Glory the gold bugs and we will celebrate the day when hapless politicians have nothing to do with our money. The one thing for sure is that government itself if not responsible enough to have this unique control of our money.
I should imagine, were the dollar still on the gold standard, one dollar would buy much more than that; food has got cheaper and demand for dollars has risen.
Were gold to be re-monetised it would have actual monetary uses beyond the inflation hedge it is at the moment and the gold price would rise — as it is, the gold price is far higher than the value of the industrial uses, and far far FAR lower then the value as an international reserve currency.
The over-riding pre-requisite for gold to work as a valuable store of wealth and a good backing for paper currency is that the politicians should not be allowed to interfere with the price, for any reason.
They will insist that speculators will otherwise benefit and countries like Russia will benefit and that new gold discoveries will distort.

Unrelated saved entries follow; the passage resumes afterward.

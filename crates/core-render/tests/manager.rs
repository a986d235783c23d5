//! Frame manager behavior against the mock chain: priority selection,
//! expiry, hold-last, pause/step, transfer-failure recovery, and the
//! per-chain spacing/skip rules.

use core_color::Rgb;
use core_hw::{Chain, MockChain};
use core_model::{
    Frame, FrameSource, PreviewFrame, Priority, ZoneConfig, ZoneId, ZoneMapper,
};
use core_render::{ChainBinding, FrameManager, FrameManagerConfig, FrameSink, StaticColorsFn};
use std::collections::BTreeMap;
use std::sync::{Arc, Mutex};
use std::time::{Duration, Instant};

type Statics = Arc<Mutex<Vec<(ZoneId, Rgb)>>>;

fn zone(id: &str, start: usize, count: usize) -> ZoneConfig {
    ZoneConfig {
        id: ZoneId::from(id),
        display_name: id.to_string(),
        pixel_count: count,
        enabled: true,
        reversed: false,
        order: start,
        gpio: 18,
        start_index: start,
    }
}

fn setup() -> (FrameManager, FrameSink, Arc<MockChain>, Statics) {
    let chain = Arc::new(MockChain::new("main", 6));
    let mapper = ZoneMapper::new(&[zone("A", 0, 3), zone("B", 3, 3)], 6).unwrap();
    let statics: Statics = Arc::new(Mutex::new(Vec::new()));
    let statics_fn: StaticColorsFn = {
        let statics = statics.clone();
        Arc::new(move || statics.lock().unwrap().clone())
    };
    let binding = ChainBinding {
        chain: chain.clone() as Arc<dyn Chain>,
        mapper,
    };
    let (manager, sink) = FrameManager::new(
        vec![binding],
        None,
        statics_fn,
        FrameManagerConfig::default(),
    );
    (manager, sink, chain, statics)
}

#[test]
fn highest_priority_frame_wins_the_tick() {
    let (mut manager, sink, chain, _) = setup();
    sink.submit(Frame::full_strip(Rgb(1, 0, 0), Priority::Manual, FrameSource::Api));
    sink.submit(Frame::full_strip(
        Rgb(0, 2, 0),
        Priority::Transition,
        FrameSource::Transition,
    ));
    manager.tick(Instant::now());
    assert_eq!(chain.last_frame().unwrap(), vec![Rgb(0, 2, 0); 6]);
    assert_eq!(manager.metrics().snapshot().frames_rendered, 1);
}

#[test]
fn newest_frame_within_a_priority_wins() {
    let (mut manager, sink, chain, _) = setup();
    sink.submit(Frame::full_strip(Rgb(1, 0, 0), Priority::Manual, FrameSource::Api));
    sink.submit(Frame::full_strip(Rgb(2, 0, 0), Priority::Manual, FrameSource::Api));
    manager.tick(Instant::now());
    assert_eq!(chain.last_frame().unwrap(), vec![Rgb(2, 0, 0); 6]);
}

#[test]
fn expired_high_priority_frame_yields_to_live_lower_one() {
    let (mut manager, sink, chain, _) = setup();
    sink.submit(
        Frame::full_strip(Rgb(0, 2, 0), Priority::Transition, FrameSource::Transition)
            .with_ttl(Duration::from_millis(10)),
    );
    sink.submit(Frame::full_strip(Rgb(1, 0, 0), Priority::Manual, FrameSource::Api));
    manager.tick(Instant::now() + Duration::from_millis(50));
    assert_eq!(chain.last_frame().unwrap(), vec![Rgb(1, 0, 0); 6]);
    assert_eq!(manager.metrics().snapshot().expired, 1);
}

#[test]
fn one_apply_per_chain_per_tick() {
    let (mut manager, sink, chain, _) = setup();
    for i in 0..5 {
        sink.submit(Frame::full_strip(Rgb(i, 0, 0), Priority::Manual, FrameSource::Api));
    }
    manager.tick(Instant::now());
    assert_eq!(chain.apply_count(), 1);
    assert_eq!(chain.last_frame().unwrap(), vec![Rgb(4, 0, 0); 6]);
}

#[test]
fn hold_last_keeps_the_strip_without_retransmit() {
    let (mut manager, sink, chain, _) = setup();
    let start = Instant::now();
    sink.submit(Frame::full_strip(Rgb(5, 5, 5), Priority::Manual, FrameSource::Api));
    manager.tick(start);
    assert_eq!(chain.apply_count(), 1);

    manager.tick(start + Duration::from_millis(20));
    manager.tick(start + Duration::from_millis(40));
    // held, identical: nothing re-sent to the chain
    assert_eq!(chain.apply_count(), 1);
    let metrics = manager.metrics().snapshot();
    assert_eq!(metrics.frames_held, 2);
    assert_eq!(chain.last_frame().unwrap(), vec![Rgb(5, 5, 5); 6]);
}

#[test]
fn identical_new_composite_skips_dma() {
    let (mut manager, sink, chain, _) = setup();
    let start = Instant::now();
    sink.submit(Frame::full_strip(Rgb(5, 5, 5), Priority::Manual, FrameSource::Api));
    manager.tick(start);
    sink.submit(Frame::full_strip(Rgb(5, 5, 5), Priority::Manual, FrameSource::Api));
    manager.tick(start + Duration::from_millis(20));
    assert_eq!(chain.apply_count(), 1);
    let metrics = manager.metrics().snapshot();
    assert_eq!(metrics.dma_skipped, 1);
    assert_eq!(metrics.frames_rendered, 2);
}

#[test]
fn paused_manager_enqueues_but_does_not_render() {
    let (mut manager, sink, chain, _) = setup();
    let start = Instant::now();
    sink.pause();
    sink.submit(Frame::full_strip(Rgb(1, 1, 1), Priority::Manual, FrameSource::Api));
    manager.tick(start);
    assert_eq!(chain.apply_count(), 0);

    // one step renders exactly one frame
    sink.step();
    manager.tick(start + Duration::from_millis(5));
    assert_eq!(chain.apply_count(), 1);

    // still paused afterwards
    sink.submit(Frame::full_strip(Rgb(2, 2, 2), Priority::Manual, FrameSource::Api));
    manager.tick(start + Duration::from_millis(10));
    assert_eq!(chain.apply_count(), 1);

    sink.resume();
    manager.tick(start + Duration::from_millis(15));
    assert_eq!(chain.apply_count(), 2);
}

#[test]
fn transfer_failure_drops_frame_and_recovers_next_tick() {
    let (mut manager, sink, chain, _) = setup();
    let start = Instant::now();
    chain.fail_next_transfer();
    sink.submit(Frame::full_strip(Rgb(3, 3, 3), Priority::Manual, FrameSource::Api));
    manager.tick(start);
    assert_eq!(chain.apply_count(), 0);
    assert_eq!(manager.metrics().snapshot().dropped_frames, 1);

    // hold-last path re-applies the composite on the next tick
    manager.tick(start + Duration::from_millis(20));
    assert_eq!(chain.apply_count(), 1);
    assert_eq!(chain.last_frame().unwrap(), vec![Rgb(3, 3, 3); 6]);
}

#[test]
fn ticks_inside_min_frame_interval_defer_the_apply() {
    let (mut manager, sink, chain, _) = setup();
    let start = Instant::now();
    sink.submit(Frame::full_strip(Rgb(1, 1, 1), Priority::Manual, FrameSource::Api));
    manager.tick(start);
    assert_eq!(chain.apply_count(), 1);

    // 6-pixel chain: min interval is tiny but nonzero; 10 µs later is
    // still inside it
    sink.submit(Frame::full_strip(Rgb(2, 2, 2), Priority::Manual, FrameSource::Api));
    manager.tick(start + Duration::from_micros(10));
    assert_eq!(chain.apply_count(), 1);
    assert_eq!(manager.metrics().snapshot().spacing_deferred, 1);

    // past the interval the deferred composite goes out via hold-last
    manager.tick(start + Duration::from_millis(10));
    assert_eq!(chain.apply_count(), 2);
    assert_eq!(chain.last_frame().unwrap(), vec![Rgb(2, 2, 2); 6]);
}

#[test]
fn animation_zone_frame_merges_live_static_colors() {
    let (mut manager, sink, chain, statics) = setup();
    statics
        .lock()
        .unwrap()
        .push((ZoneId::from("B"), Rgb(9, 9, 9)));
    let mut colors = BTreeMap::new();
    colors.insert(ZoneId::from("A"), Rgb(1, 1, 1));
    sink.submit(Frame::zones(colors, Priority::Animation, FrameSource::Animation));
    manager.tick(Instant::now());
    let out = chain.last_frame().unwrap();
    assert_eq!(&out[0..3], &[Rgb(1, 1, 1); 3]);
    assert_eq!(&out[3..6], &[Rgb(9, 9, 9); 3]);
}

#[test]
fn clear_control_blanks_the_chain() {
    let (mut manager, sink, chain, _) = setup();
    let start = Instant::now();
    sink.submit(Frame::full_strip(Rgb(5, 5, 5), Priority::Manual, FrameSource::Api));
    manager.tick(start);
    sink.clear();
    manager.tick(start + Duration::from_millis(20));
    assert_eq!(chain.last_frame().unwrap(), vec![Rgb::BLACK; 6]);
}

#[test]
fn shutdown_stops_the_loop() {
    let (mut manager, sink, _, _) = setup();
    sink.shutdown();
    assert!(!manager.tick(Instant::now()));
}

#[test]
fn preview_selection_is_independent_of_main() {
    let chain = Arc::new(MockChain::new("main", 6));
    let preview = Arc::new(MockChain::new("preview", 8));
    let mapper = ZoneMapper::new(&[zone("A", 0, 3), zone("B", 3, 3)], 6).unwrap();
    let statics_fn: StaticColorsFn = Arc::new(Vec::new);
    let (mut manager, sink) = FrameManager::new(
        vec![ChainBinding {
            chain: chain.clone() as Arc<dyn Chain>,
            mapper,
        }],
        Some(preview.clone() as Arc<dyn Chain>),
        statics_fn,
        FrameManagerConfig::default(),
    );

    sink.submit_preview(PreviewFrame::solid(
        Rgb(4, 4, 4),
        Priority::Manual,
        FrameSource::Controller,
    ));
    manager.tick(Instant::now());
    assert_eq!(preview.last_frame().unwrap(), vec![Rgb(4, 4, 4); 8]);
    // no main frame was submitted: the main chain only got its initial
    // blanking apply, untouched by the preview path
    assert_eq!(chain.apply_count(), 1);
    assert_eq!(chain.last_frame().unwrap(), vec![Rgb::BLACK; 6]);
    assert_eq!(manager.metrics().snapshot().preview_rendered, 1);
}

#[test]
fn composite_snapshot_exposes_zone_spans() {
    let (mut manager, sink, _, _) = setup();
    let composite = manager.composite();
    sink.submit(Frame::full_strip(Rgb(3, 2, 1), Priority::Manual, FrameSource::Api));
    manager.tick(Instant::now());
    let spans = composite.snapshot();
    assert_eq!(spans[&ZoneId::from("A")], vec![Rgb(3, 2, 1); 3]);
    assert_eq!(spans[&ZoneId::from("B")], vec![Rgb(3, 2, 1); 3]);
}
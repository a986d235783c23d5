//! Animation-mode routing: parameter selection and live adjustment,
//! plus animation cycling on the modulator push.

use crate::{LightingController, Services};
use core_events::{EncoderSource, Event, EventKind, HandlerError};
use core_model::RenderMode;
use std::sync::Arc;
use tracing::debug;

pub fn register(services: &Services, lighting: &Arc<LightingController>) {
    // modulator on an ANIMATION zone adjusts the selected parameter live
    let modulator = {
        let services = services.clone();
        move |event: Event| {
            let services = services.clone();
            async move {
                let Event::EncoderRotated { encoder, delta } = event else {
                    return Ok(());
                };
                if encoder != EncoderSource::Modulator {
                    return Ok(());
                }
                let zone = services.zones.selected_zone();
                let Ok(snapshot) = services.zones.snapshot(&zone) else {
                    return Ok(());
                };
                if snapshot.mode != RenderMode::Animation {
                    return Ok(());
                }
                let Some(anim) = snapshot.animation else {
                    return Ok(());
                };
                let Ok(config) = services.zones.animation_config(&anim.id) else {
                    return Ok(());
                };
                let app = services.zones.app_state();
                let param = app
                    .selected_animation_param
                    .filter(|p| config.parameters.contains(p))
                    .or_else(|| config.parameters.first().cloned());
                let Some(param) = param else {
                    return Ok(());
                };
                let defs = services.zones.param_defs();
                let Some(def) = defs.get(&param) else {
                    return Ok(());
                };
                let current = anim.parameters.get(&param).copied().unwrap_or(def.default);
                let next = def.adjust(current, delta);
                debug!(
                    target: "control",
                    zone = %zone,
                    param = %param,
                    value = %next,
                    "animation_param_adjusted"
                );
                // service publishes AnimationParamChanged; the engine
                // sync handler pushes it into the running ParamSet
                let _ = services.zones.set_animation_param(&zone, &param, next).await;
                Ok::<(), HandlerError>(())
            }
        }
    };
    services.bus.subscribe_async(
        "modulator_param_edit",
        EventKind::EncoderRotated,
        4,
        modulator,
    );

    // selector push on an ANIMATION zone cycles the edited parameter
    let param_cycle = {
        let services = services.clone();
        move |event: Event| {
            let services = services.clone();
            async move {
                let Event::ButtonPressed { button } = event else {
                    return Ok(());
                };
                if button != "selector:push" {
                    return Ok(());
                }
                let zone = services.zones.selected_zone();
                let Ok(snapshot) = services.zones.snapshot(&zone) else {
                    return Ok(());
                };
                if snapshot.mode != RenderMode::Animation {
                    return Ok(());
                }
                let Some(anim) = snapshot.animation else {
                    return Ok(());
                };
                let Ok(config) = services.zones.animation_config(&anim.id) else {
                    return Ok(());
                };
                if config.parameters.is_empty() {
                    return Ok(());
                }
                let app = services.zones.app_state();
                let index = app
                    .selected_animation_param
                    .as_ref()
                    .and_then(|p| config.parameters.iter().position(|c| c == p))
                    .map(|i| (i + 1) % config.parameters.len())
                    .unwrap_or(0);
                let param = config.parameters[index].clone();
                debug!(target: "control", param = %param, "animation_param_selected");
                services.zones.set_selected_param(Some(param)).await;
                Ok::<(), HandlerError>(())
            }
        }
    };
    services.bus.subscribe_async(
        "selector_push_param_cycle",
        EventKind::ButtonPressed,
        4,
        param_cycle,
    );

    // modulator push cycles the animation itself
    let anim_cycle = {
        let services = services.clone();
        let lighting = lighting.clone();
        move |event: Event| {
            let services = services.clone();
            let lighting = lighting.clone();
            async move {
                let Event::ButtonPressed { button } = event else {
                    return Ok(());
                };
                if button != "modulator:push" {
                    return Ok(());
                }
                let zone = services.zones.selected_zone();
                lighting.cycle_animation(&zone, 1).await;
                Ok::<(), HandlerError>(())
            }
        }
    };
    services.bus.subscribe_async(
        "modulator_push_anim_cycle",
        EventKind::ButtonPressed,
        4,
        anim_cycle,
    );
}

None of these arguments are nearly as toxic (or valid) as the prospect that politicians might try to control the price and we end up with another Euro flawed by but a different fixed element
Churchill later described his actions as the “biggest blunder of my life”. Some say he meant return to the gold-standard per se, but he probably meant return to the gold-standard at it’s pre-war rate.
It’s worth mentioning that at the time it was a very difficult decision because Britain was very different. Many of the world’s savings were controlled by London banks. A permanent devaluing of the pound would have damaged those savers. Also, common people didn’t save through house buying in those days, but rather through savings accounts and bonds. Those would have been devalued too.
Still, it would have been the right decision to devalue. Mises and Hayek both acknowledged this. Mises pointed out that Ricardo had given the reasons for supporting these types of devaluations in the 19th century.
Also, I’ll be sure to bring this article up when someone says that prices are very flexible downwards ;)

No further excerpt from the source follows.